**Your task:** Copy out each line of the entries where the word "expect" is present.

**Material to process:**
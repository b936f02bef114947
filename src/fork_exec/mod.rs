// A module concerned with the exec side of fork/exec.
// This concerns async-signal safe code which happens in between fork and exec.

pub mod flog_safe;
pub mod postfork;
use crate::proc::Job;
use libc::{SIGINT, SIGQUIT};

/// Get the list of signals which should be blocked for a given job.
/// Return true if at least one signal was set.
pub fn blocked_signals_for_job(job: &Job, sigmask: &mut libc::sigset_t) -> bool {
    // Block some signals in background jobs for which job control is turned off.
    if !job.is_foreground() && !job.wants_job_control() {
        unsafe {
            libc::sigaddset(sigmask, SIGINT);
            libc::sigaddset(sigmask, SIGQUIT);
        }
        return true;
    }
    false
}

pub use postfork::execute_fork;
//! Miscellaneous utilities shared by the execution core.

use crate::wchar::prelude::*;
use std::ffi::CString;
use std::mem;
use std::ops::{Deref, DerefMut};

// Re-export sprintf macro.
pub use fish_printf::sprintf;

/// Converts the narrow character string `inp` into its wide equivalent, and return it.
///
/// The string may contain embedded nulls. Invalid sequences are replaced with U+FFFD.
pub fn str2wcstring(inp: &[u8]) -> WString {
    if inp.is_empty() {
        return WString::new();
    }
    let mut result = WString::new();
    result.reserve(inp.len());
    let mut pos = 0;
    while pos < inp.len() {
        match std::str::from_utf8(&inp[pos..]) {
            Ok(valid) => {
                result.push_str(valid);
                break;
            }
            Err(err) => {
                let valid_len = err.valid_up_to();
                result.push_str(std::str::from_utf8(&inp[pos..pos + valid_len]).unwrap());
                result.push(char::REPLACEMENT_CHARACTER);
                pos += valid_len + err.error_len().unwrap_or(1).max(1);
            }
        }
    }
    result
}

/// Returns a newly allocated multibyte character string equivalent of the specified wide character
/// string.
pub fn wcs2string(input: &wstr) -> Vec<u8> {
    if input.is_empty() {
        return vec![];
    }
    let mut result = Vec::with_capacity(input.len());
    let mut buf = [0_u8; 4];
    for c in input.chars() {
        result.extend_from_slice(c.encode_utf8(&mut buf).as_bytes());
    }
    result
}

/// Same as [`wcs2string`]. Meant to be used when we need a zero-terminated string to feed legacy
/// APIs. Note: if `input` contains any interior NUL bytes, the result will be truncated at the
/// first!
pub fn wcs2zstring(input: &wstr) -> CString {
    let mut vec = wcs2string(input);
    if let Some(pos) = vec.iter().position(|&b| b == b'\0') {
        vec.truncate(pos);
    }
    vec.push(b'\0');
    CString::from_vec_with_nul(vec).unwrap()
}

/// Exits without invoking destructors (via _exit), useful for code after fork.
pub fn exit_without_destructors(code: libc::c_int) -> ! {
    unsafe { libc::_exit(code) };
}

pub const fn assert_send<T: Send>() {}
pub const fn assert_sync<T: Sync>() {}

pub struct ScopeGuard<T, F: FnOnce(&mut T)>(Option<(T, F)>);

impl<T, F: FnOnce(&mut T)> ScopeGuard<T, F> {
    /// Creates a new `ScopeGuard` wrapping `value`. The `on_drop` callback is executed when the
    /// ScopeGuard's lifetime expires or when it is manually dropped.
    pub fn new(value: T, on_drop: F) -> Self {
        Self(Some((value, on_drop)))
    }

    /// Invokes the callback and returns the wrapped value, consuming the ScopeGuard.
    pub fn commit(mut guard: Self) -> T {
        let (mut value, on_drop) = guard.0.take().expect("Should always have Some value");
        on_drop(&mut value);
        value
    }

    /// Cancels the invocation of the callback, returning the original wrapped value.
    pub fn cancel(mut guard: Self) -> T {
        let (value, _) = guard.0.take().expect("Should always have Some value");
        value
    }
}

impl<T, F: FnOnce(&mut T)> Deref for ScopeGuard<T, F> {
    type Target = T;

    fn deref(&self) -> &Self::Target {
        &self.0.as_ref().unwrap().0
    }
}

impl<T, F: FnOnce(&mut T)> DerefMut for ScopeGuard<T, F> {
    fn deref_mut(&mut self) -> &mut Self::Target {
        &mut self.0.as_mut().unwrap().0
    }
}

impl<T, F: FnOnce(&mut T)> Drop for ScopeGuard<T, F> {
    fn drop(&mut self) {
        if let Some((mut value, on_drop)) = self.0.take() {
            on_drop(&mut value);
        }
    }
}

/// A trait expressing what ScopeGuard can do. This is necessary because scoped_push returns an
/// `impl Trait` object and therefore methods on ScopeGuard which take a self parameter cannot be
/// used.
pub trait ScopeGuarding: DerefMut {
    /// Invokes the callback and returns the wrapped value, consuming the ScopeGuard.
    fn commit(guard: Self) -> Self::Target;
}

impl<T, F: FnOnce(&mut T)> ScopeGuarding for ScopeGuard<T, F> {
    fn commit(guard: Self) -> T {
        ScopeGuard::commit(guard)
    }
}

/// A scoped manager to save the current value of some variable, and set it to a new value. When
/// dropped, it restores the variable to its old value.
pub fn scoped_push<Context, Accessor, T>(
    mut ctx: Context,
    accessor: Accessor,
    new_value: T,
) -> impl ScopeGuarding<Target = Context>
where
    Accessor: Fn(&mut Context) -> &mut T,
{
    let saved = mem::replace(accessor(&mut ctx), new_value);
    let restore_saved = move |ctx: &mut Context| {
        *accessor(ctx) = saved;
    };
    ScopeGuard::new(ctx, restore_saved)
}

/// Print a message to stderr in the manner of perror(3), using the calling thread's errno.
pub fn perror(s: &str) {
    let e = errno::errno().0;
    let mut stderr = std::io::stderr().lock();
    use std::io::Write;
    if !s.is_empty() {
        let _ = write!(stderr, "{s}: ");
    }
    let slice = unsafe {
        let msg = libc::strerror(e);
        std::ffi::CStr::from_ptr(msg).to_bytes()
    };
    let _ = stderr.write_all(slice);
    let _ = stderr.write_all(b"\n");
}

#[cfg(test)]
mod tests {
    use super::*;
    use crate::wchar::L;

    #[test]
    fn test_string_conversions() {
        assert_eq!(str2wcstring(b"hello"), L!("hello"));
        assert_eq!(wcs2string(L!("hello")), b"hello");
        // Invalid UTF-8 does not panic.
        let s = str2wcstring(b"a\xffb");
        assert_eq!(s.chars().count(), 3);
    }

    #[test]
    fn test_scope_guard() {
        let mut cleaned = false;
        {
            let guard = ScopeGuard::new(&mut cleaned, |c| **c = true);
            assert!(!**guard);
        }
        assert!(cleaned);
    }
}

**Answer area:**
        let (mut value, on_drop) = guard.0.take().expect("Should always have Some value");
        let (value, _) = guard.0.take().expect("Should always have Some value");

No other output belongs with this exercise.